═══ Given records ═══
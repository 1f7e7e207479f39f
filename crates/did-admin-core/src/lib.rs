//! Core types and utilities for did-admin.
//!
//! This crate provides the foundational pieces shared by every other crate:
//!
//! - **Identifiers**: the opaque [`RecordId`] used by all persisted records
//! - **Phone numbers**: canonicalization of raw DID strings, area-code
//!   extraction and the DialB match key
//!
//! # Example
//!
//! ```
//! use did_admin_core::{phone, RecordId};
//!
//! let id = RecordId::generate("did");
//! assert!(id.as_str().starts_with("did-"));
//!
//! assert_eq!(phone::normalize("tel:+1-212-555-0100"), "12125550100");
//! assert_eq!(phone::area_code("2125550100"), "212");
//! ```

#![forbid(unsafe_code)]
#![warn(missing_docs)]
#![warn(clippy::all)]
#![warn(clippy::pedantic)]

pub mod error;
pub mod ids;
pub mod phone;

pub use error::IdError;
pub use ids::RecordId;
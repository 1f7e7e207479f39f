//! Gateway configuration types.
//!
//! This module defines configuration structures for the HTTP gateway and
//! the storage backend behind it.

use std::path::PathBuf;
use std::str::FromStr;
use std::time::Duration;

use serde::Deserialize;
use thiserror::Error;

/// Errors raised while loading configuration.
#[derive(Debug, Error, PartialEq, Eq)]
pub enum ConfigError {
    /// `STORAGE_BACKEND` named something other than `memory` or `rocksdb`.
    #[error("unknown storage backend: {0}")]
    UnknownBackend(String),

    /// The RocksDB backend was selected without a data directory.
    #[error("the rocksdb backend requires DATA_DIR")]
    MissingDataDir,
}

/// Configuration for the gateway service.
#[derive(Debug, Clone, Deserialize)]
pub struct GatewayConfig {
    /// Listen address (e.g., "0.0.0.0:8080").
    #[serde(default = "GatewayConfig::default_listen_addr")]
    pub listen_addr: String,

    /// Allowed CORS origins.
    #[serde(default)]
    pub cors_origins: Vec<String>,

    /// Maximum request body size in bytes.
    #[serde(default = "GatewayConfig::default_max_body")]
    pub max_body_bytes: usize,

    /// Request timeout in seconds.
    #[serde(default = "GatewayConfig::default_request_timeout")]
    pub request_timeout_seconds: u64,

    /// Where records are persisted.
    #[serde(default)]
    pub storage: StorageConfig,
}

impl GatewayConfig {
    fn default_listen_addr() -> String {
        "0.0.0.0:8080".to_string()
    }

    const fn default_max_body() -> usize {
        10 * 1024 * 1024 // uploads up to 10 MB
    }

    const fn default_request_timeout() -> u64 {
        30
    }

    /// Get the request timeout as a `Duration`.
    #[must_use]
    pub fn request_timeout(&self) -> Duration {
        Duration::from_secs(self.request_timeout_seconds)
    }

    /// Load configuration from the process environment.
    ///
    /// # Errors
    ///
    /// See [`GatewayConfig::from_lookup`].
    pub fn from_env() -> Result<Self, ConfigError> {
        Self::from_lookup(|key| std::env::var(key).ok())
    }

    /// Load configuration through `lookup`, falling back to defaults.
    ///
    /// Reads `LISTEN_ADDR`, `CORS_ORIGINS` (comma separated),
    /// `STORAGE_BACKEND` and `DATA_DIR`.
    ///
    /// # Errors
    ///
    /// Returns `ConfigError::UnknownBackend` for an unrecognized backend and
    /// `ConfigError::MissingDataDir` when `rocksdb` is chosen without
    /// `DATA_DIR`.
    pub fn from_lookup<F>(lookup: F) -> Result<Self, ConfigError>
    where
        F: Fn(&str) -> Option<String>,
    {
        let mut config = Self::default();
        if let Some(addr) = lookup("LISTEN_ADDR") {
            config.listen_addr = addr;
        }
        if let Some(origins) = lookup("CORS_ORIGINS") {
            config.cors_origins = origins
                .split(',')
                .map(str::trim)
                .filter(|o| !o.is_empty())
                .map(ToString::to_string)
                .collect();
        }
        if let Some(backend) = lookup("STORAGE_BACKEND") {
            config.storage.backend = backend.parse()?;
        }
        config.storage.data_dir = lookup("DATA_DIR")
            .filter(|d| !d.trim().is_empty())
            .map(PathBuf::from);

        config.storage.validate()?;
        Ok(config)
    }
}

impl Default for GatewayConfig {
    fn default() -> Self {
        Self {
            listen_addr: Self::default_listen_addr(),
            cors_origins: vec!["*".to_string()],
            max_body_bytes: Self::default_max_body(),
            request_timeout_seconds: Self::default_request_timeout(),
            storage: StorageConfig::default(),
        }
    }
}

/// Persistence backend.
#[derive(Debug, Clone, Copy, PartialEq, Eq, Default, Deserialize)]
#[serde(rename_all = "lowercase")]
pub enum StorageBackend {
    /// Process memory; lost on restart.
    #[default]
    Memory,
    /// RocksDB under `data_dir`.
    RocksDb,
}

impl FromStr for StorageBackend {
    type Err = ConfigError;

    fn from_str(s: &str) -> Result<Self, Self::Err> {
        match s.trim().to_ascii_lowercase().as_str() {
            "memory" => Ok(Self::Memory),
            "rocksdb" => Ok(Self::RocksDb),
            other => Err(ConfigError::UnknownBackend(other.to_string())),
        }
    }
}

/// Storage configuration.
#[derive(Debug, Clone, Default, Deserialize)]
pub struct StorageConfig {
    /// Selected backend.
    #[serde(default)]
    pub backend: StorageBackend,

    /// RocksDB directory.
    #[serde(default)]
    pub data_dir: Option<PathBuf>,
}

impl StorageConfig {
    /// Check that the backend has what it needs.
    ///
    /// # Errors
    ///
    /// Returns `ConfigError::MissingDataDir` for RocksDB without a directory.
    pub fn validate(&self) -> Result<(), ConfigError> {
        if self.backend == StorageBackend::RocksDb && self.data_dir.is_none() {
            return Err(ConfigError::MissingDataDir);
        }
        Ok(())
    }
}

#[cfg(test)]
mod tests {
    use super::*;
    use std::collections::HashMap;

    fn lookup(pairs: &[(&str, &str)]) -> impl Fn(&str) -> Option<String> {
        let map: HashMap<String, String> = pairs
            .iter()
            .map(|(k, v)| ((*k).to_string(), (*v).to_string()))
            .collect();
        move |key| map.get(key).cloned()
    }

    #[test]
    fn default_config() {
        let config = GatewayConfig::default();
        assert_eq!(config.listen_addr, "0.0.0.0:8080");
        assert_eq!(config.max_body_bytes, 10 * 1024 * 1024);
        assert_eq!(config.storage.backend, StorageBackend::Memory);
    }

    #[test]
    fn timeout_duration() {
        let config = GatewayConfig::default();
        assert_eq!(config.request_timeout(), Duration::from_secs(30));
    }

    #[test]
    fn env_overrides() {
        let config = GatewayConfig::from_lookup(lookup(&[
            ("LISTEN_ADDR", "127.0.0.1:9000"),
            ("CORS_ORIGINS", "http://a.test, http://b.test,"),
            ("STORAGE_BACKEND", "RocksDB"),
            ("DATA_DIR", "/var/lib/did-admin"),
        ]))
        .unwrap();
        assert_eq!(config.listen_addr, "127.0.0.1:9000");
        assert_eq!(config.cors_origins, vec!["http://a.test", "http://b.test"]);
        assert_eq!(config.storage.backend, StorageBackend::RocksDb);
        assert_eq!(
            config.storage.data_dir,
            Some(PathBuf::from("/var/lib/did-admin"))
        );
    }

    #[test]
    fn rocksdb_requires_data_dir() {
        let err = GatewayConfig::from_lookup(lookup(&[("STORAGE_BACKEND", "rocksdb")]))
            .unwrap_err();
        assert_eq!(err, ConfigError::MissingDataDir);
    }

    #[test]
    fn unknown_backend_is_rejected() {
        let err = GatewayConfig::from_lookup(lookup(&[("STORAGE_BACKEND", "mongo")]))
            .unwrap_err();
        assert_eq!(err, ConfigError::UnknownBackend("mongo".into()));
    }
}
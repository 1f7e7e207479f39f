//! `RocksDB` blob storage implementation.

use std::path::Path;
use std::sync::Arc;

use rocksdb::{BoundColumnFamily, ColumnFamilyDescriptor, DBWithThreadMode, MultiThreaded, Options};

use crate::error::{Result, StoreError};
use crate::schema::{all_column_families, cf};
use crate::BlobStore;

/// RocksDB-backed blob storage.
pub struct RocksBlobStore {
    db: Arc<DBWithThreadMode<MultiThreaded>>,
}

impl RocksBlobStore {
    /// Open or create a `RocksDB` database at the given path.
    ///
    /// # Errors
    ///
    /// Returns an error if the database cannot be opened or created.
    pub fn open<P: AsRef<Path>>(path: P) -> Result<Self> {
        let mut opts = Options::default();
        opts.create_if_missing(true);
        opts.create_missing_column_families(true);

        let cf_descriptors: Vec<_> = all_column_families()
            .into_iter()
            .map(|name| ColumnFamilyDescriptor::new(name, Options::default()))
            .collect();

        let db = DBWithThreadMode::open_cf_descriptors(&opts, path, cf_descriptors)
            .map_err(|e| StoreError::Database(e.to_string()))?;

        Ok(Self { db: Arc::new(db) })
    }

    fn cf(&self, name: &str) -> Result<Arc<BoundColumnFamily<'_>>> {
        self.db
            .cf_handle(name)
            .ok_or_else(|| StoreError::Database(format!("column family not found: {name}")))
    }
}

impl BlobStore for RocksBlobStore {
    fn load(&self, key: &str) -> Result<Option<Vec<u8>>> {
        let cf = self.cf(cf::BLOBS)?;
        self.db
            .get_cf(&cf, key.as_bytes())
            .map_err(|e| StoreError::Database(e.to_string()))
    }

    fn save(&self, key: &str, value: &[u8]) -> Result<()> {
        let cf = self.cf(cf::BLOBS)?;
        self.db
            .put_cf(&cf, key.as_bytes(), value)
            .map_err(|e| StoreError::Database(e.to_string()))
    }
}

#[cfg(test)]
mod tests {
    use super::*;
    use crate::types::{Company, CompanyPatch};
    use crate::RecordStore;
    use tempfile::TempDir;

    fn create_test_store() -> (RocksBlobStore, TempDir) {
        let dir = TempDir::new().unwrap();
        let store = RocksBlobStore::open(dir.path()).unwrap();
        (store, dir)
    }

    #[test]
    fn blob_roundtrip() {
        let (store, _dir) = create_test_store();
        assert!(store.load("companiesData").unwrap().is_none());

        store.save("companiesData", b"[]").unwrap();
        assert_eq!(store.load("companiesData").unwrap().unwrap(), b"[]");
    }

    #[test]
    fn records_survive_reopen() {
        let dir = TempDir::new().unwrap();

        let id = {
            let blobs = Arc::new(RocksBlobStore::open(dir.path()).unwrap());
            let companies: RecordStore<Company> = RecordStore::open(blobs);
            let added = companies.add(Company::new("ACME", "Acme Corp", ""));
            companies
                .update(
                    added.id.as_str(),
                    CompanyPatch {
                        description: Some("Anvils".to_string()),
                        ..CompanyPatch::default()
                    },
                )
                .unwrap();
            added.id
        };

        let blobs = Arc::new(RocksBlobStore::open(dir.path()).unwrap());
        let companies: RecordStore<Company> = RecordStore::open(blobs);
        let reloaded = companies.get(id.as_str()).unwrap();
        assert_eq!(reloaded.code, "ACME");
        assert_eq!(reloaded.description, "Anvils");
    }
}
═══
Work item
Give again, word for word, every line of the listing above from the one with "10 * 1024 * 1024 //" to the one with "pub fn from_env()", both inclusive, and nothing beyond them.

Completed task
        10 * 1024 * 1024 // uploads up to 10 MB
    }

    const fn default_request_timeout() -> u64 {
        30
    }

    /// Get the request timeout as a `Duration`.
    #[must_use]
    pub fn request_timeout(&self) -> Duration {
        Duration::from_secs(self.request_timeout_seconds)
    }

    /// Load configuration from the process environment.
    ///
    /// # Errors
    ///
    /// See [`GatewayConfig::from_lookup`].
    pub fn from_env() -> Result<Self, ConfigError> {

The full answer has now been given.